En medio de la crisis de vivienda que vive la ciudad, un nuevo proyecto residencial pretende transformar un pequeño centro comercial junto a la estación Wilson del subway. Sin embargo, el concejal local James Pasternak ha lanzado una campaña para impedir la demolición de los negocios actuales, entre ellos un popular Starbucks. A continuación, te contamos con detalle qué se propone, por qué genera tanta polémica y cómo podría afectar a la comunidad latina de Toronto.
¿Qué hay en juego en 75 Billy Bishop Way?
El predio, desarrollado en 2017 por Build Toronto con el nombre de “Shops at Wilson Station”, aloja hoy unos 4 500 m² de locales. Además de algunos comercios independientes, destacan Jollibee, Starbucks, The Beer Store y Osmow’s. Pese a su corta vida, el centro comercial fue concebido desde el inicio como una solución temporal: se esperaba que, con el tiempo, la cercanía al subway y a la autopista 401 forzara una densificación mayor.
El proyecto de cinco torres y la urgencia habitacional
La propuesta presentada en abril de 2025 contempla cinco torres residenciales encima de un podio comercial. Aunque la superficie de tiendas se reduciría a unos 1 992 m² (menos de la mitad de la actual), los promotores argumentan que se crearían cientos de nuevas viviendas en una zona conectada al transporte masivo. Ese argumento —a favor de construir donde ya existe infraestructura— sintoniza con la estrategia municipal de combatir el alza de rentas y la falta de unidades en Toronto.
La ofensiva de James Pasternak
El concejal de Ward 6 (York Centre) ha recurrido a redes sociales con un llamado a “save our shops”. Para él, los negocios del centro comercial son “vitales” para el vecindario y generan empleo local. Ha organizado una sesión informativa el lunes 2 de marzo (18:30–20:00 h) en la escuela católica St. Norbert para movilizar a residentes antes de que el proyecto avance en el proceso de aprobación.
Planificación urbana y el fin del aeropuerto Downsview
Durante décadas, la cercanía al aeropuerto militar y posteriormente industrial de Downsview impuso techos de altura que limitaron edificaciones altas en el sector. Con el cierre definitivo de la pista, esas restricciones desaparecieron, desbloqueando una enorme capacidad de crecimiento vertical.
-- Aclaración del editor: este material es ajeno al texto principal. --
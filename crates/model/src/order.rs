use chrono::{DateTime, Utc};
use postgres_types::{FromSql, ToSql};
use rust_decimal::Decimal;
use serde::{Deserialize, Serialize};
use uuid::Uuid;

use crate::cart::CartLine;
use crate::pricing::OrderTotals;

/// Lifecycle of an order.
///
/// ```text
/// CREATED -> PREPARING -> EN_ROUTE -> COMPLETED
///    |           |            \-> DELIVERY_FAILED
///    \-----------+-> CANCELLED
/// any -> DELETED (admin soft delete)
/// ```
#[derive(Debug, Clone, Copy, PartialEq, Eq, Hash, Serialize, Deserialize, ToSql, FromSql)]
#[serde(rename_all = "SCREAMING_SNAKE_CASE")]
#[postgres(name = "order_status")]
pub enum OrderStatus {
    #[postgres(name = "CREATED")]
    Created,
    #[postgres(name = "PREPARING")]
    Preparing,
    #[postgres(name = "EN_ROUTE")]
    EnRoute,
    #[postgres(name = "COMPLETED")]
    Completed,
    #[postgres(name = "CANCELLED")]
    Cancelled,
    #[postgres(name = "DELIVERY_FAILED")]
    DeliveryFailed,
    #[postgres(name = "DELETED")]
    Deleted,
}

impl OrderStatus {
    pub fn as_str(&self) -> &'static str {
        match self {
            OrderStatus::Created => "CREATED",
            OrderStatus::Preparing => "PREPARING",
            OrderStatus::EnRoute => "EN_ROUTE",
            OrderStatus::Completed => "COMPLETED",
            OrderStatus::Cancelled => "CANCELLED",
            OrderStatus::DeliveryFailed => "DELIVERY_FAILED",
            OrderStatus::Deleted => "DELETED",
        }
    }

    /// Guarded transition table used by the regular workflow. The admin
    /// force path deliberately ignores it.
    pub fn can_transition_to(self, next: OrderStatus) -> bool {
        use OrderStatus::*;
        match (self, next) {
            (Deleted, _) => false,
            (_, Deleted) => true,
            (Created, Preparing) | (Created, Cancelled) => true,
            (Preparing, EnRoute) | (Preparing, Cancelled) => true,
            (EnRoute, Completed) | (EnRoute, DeliveryFailed) => true,
            _ => false,
        }
    }

    /// An order can be cancelled by its owner until it has been dispatched.
    pub fn is_cancellable(self) -> bool {
        matches!(self, OrderStatus::Created | OrderStatus::Preparing)
    }
}

impl std::fmt::Display for OrderStatus {
    fn fmt(&self, f: &mut std::fmt::Formatter<'_>) -> std::fmt::Result {
        f.write_str(self.as_str())
    }
}

/// OrderLine: immutable snapshot of a cart line taken at checkout.
#[derive(Debug, Clone, Serialize, Deserialize, PartialEq, Eq)]
pub struct OrderLine {
    pub id: Uuid,
    pub order_id: Uuid,
    pub product_id: Uuid,
    pub quantity: i32,
    pub unit_price: Decimal,
    pub subtotal: Decimal,
}

/// Order: the aggregate created from a cart on checkout.
#[derive(Debug, Clone, Serialize, Deserialize, PartialEq, Eq)]
pub struct Order {
    pub id: Uuid,
    pub user_id: Uuid,
    pub subtotal: Decimal,
    pub discount: Decimal,
    pub tax: Decimal,
    pub delivery_fee: Decimal,
    pub total: Decimal,
    pub status: OrderStatus,
    pub lines: Vec<OrderLine>,
    pub created_at: DateTime<Utc>,
    pub updated_at: DateTime<Utc>,
}

impl Order {
    /// Builds a `CREATED` order from cart lines, copying quantities and the
    /// frozen unit prices.
    pub fn from_cart_lines(user_id: Uuid, lines: &[CartLine], delivery_fee: Decimal) -> Self {
        let id = Uuid::new_v4();
        let lines: Vec<OrderLine> = lines
            .iter()
            .map(|l| OrderLine {
                id: Uuid::new_v4(),
                order_id: id,
                product_id: l.product_id,
                quantity: l.quantity,
                unit_price: l.unit_price,
                subtotal: l.unit_price * Decimal::from(l.quantity),
            })
            .collect();
        let subtotal = lines.iter().map(|l| l.subtotal).sum();
        let totals = OrderTotals::compute(subtotal, delivery_fee);
        let now = Utc::now();

        Self {
            id,
            user_id,
            subtotal: totals.subtotal,
            discount: totals.discount,
            tax: totals.tax,
            delivery_fee: totals.delivery_fee,
            total: totals.total,
            status: OrderStatus::Created,
            lines,
            created_at: now,
            updated_at: now,
        }
    }
}

#[cfg(test)]
mod tests {
    use super::*;
    use crate::pricing::DEFAULT_DELIVERY_FEE;

    #[test]
    fn order_from_cart_lines_matches_totals_invariant() {
        let cart_id = Uuid::new_v4();
        let lines = vec![
            CartLine::new(cart_id, Uuid::new_v4(), 2, Decimal::from(10)),
            CartLine::new(cart_id, Uuid::new_v4(), 1, Decimal::from(20)),
        ];

        let order = Order::from_cart_lines(Uuid::new_v4(), &lines, DEFAULT_DELIVERY_FEE);

        assert_eq!(order.status, OrderStatus::Created);
        assert_eq!(order.lines.len(), 2);
        assert!(order.lines.iter().all(|l| l.order_id == order.id));
        assert_eq!(order.subtotal, Decimal::from(40));
        assert_eq!(order.tax, Decimal::new(760, 2));
        assert_eq!(order.delivery_fee, Decimal::from(4000));
        assert_eq!(
            order.total,
            order.subtotal + order.tax + order.delivery_fee - order.discount
        );
    }

    #[test]
    fn cancellation_only_before_dispatch() {
        assert!(OrderStatus::Created.is_cancellable());
        assert!(OrderStatus::Preparing.is_cancellable());
        assert!(!OrderStatus::EnRoute.is_cancellable());
        assert!(!OrderStatus::Completed.is_cancellable());
        assert!(!OrderStatus::Cancelled.is_cancellable());
    }

    #[test]
    fn transition_table() {
        use OrderStatus::*;
        assert!(Created.can_transition_to(Preparing));
        assert!(Preparing.can_transition_to(EnRoute));
        assert!(EnRoute.can_transition_to(Completed));
        assert!(EnRoute.can_transition_to(DeliveryFailed));
        assert!(Completed.can_transition_to(Deleted));

        assert!(!Created.can_transition_to(EnRoute));
        assert!(!Cancelled.can_transition_to(Preparing));
        assert!(!EnRoute.can_transition_to(Cancelled));
        assert!(!Deleted.can_transition_to(Created));
    }

    #[test]
    fn status_serializes_screaming_snake() {
        let json = serde_json::to_string(&OrderStatus::DeliveryFailed).unwrap();
        assert_eq!(json, "\"DELIVERY_FAILED\"");
        let parsed: OrderStatus = serde_json::from_str("\"EN_ROUTE\"").unwrap();
        assert_eq!(parsed, OrderStatus::EnRoute);
    }
}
Urbanistas ven en el predio un ejemplo clásico de “terreno subutilizado” junto a un nodo de transporte.
Voces a favor y en contra
En Instagram, algunos vecinos preguntan por qué se permite demoler comercios “tan nuevos”; otros culpan a los concejales de priorizar condominios “que nadie puede pagar” mientras desaparecen estacionamientos. Por el contrario, defensores del proyecto destacan que la ciudad necesita más unidades y que parte del comercio se repondrá dentro del nuevo complejo.
¿Qué significa para la comunidad latina?
Para muchos latinos que viven o trabajan en el corredor de Dufferin – Bathurst, la zona de Wilson Station representa una puerta de entrada a empleos y servicios. El proyecto promete viviendas cerca del subway —algo valioso para recién llegados—, pero también podría encarecer rentas comerciales y desplazar negocios familiares. El debate, por tanto, no es solo “vivienda vs. tiendas”, sino qué tipo de ciudad y de oportunidades queremos a largo plazo.
Próximos pasos
Tras la reunión comunitaria de marzo, la propuesta pasará por más rondas de revisión técnica y de audiencias públicas. Si finalmente se aprueba, la construcción tardaría años y los inquilinos actuales recibirían avisos de desalojo con antelación. Mientras, el concejal Pasternak busca frenar o modificar el plan; sus opositores presionan para que la densificación near-subway no se retrase. La balanza podría definirse por la participación vecinal en las consultas: tu voz cuenta.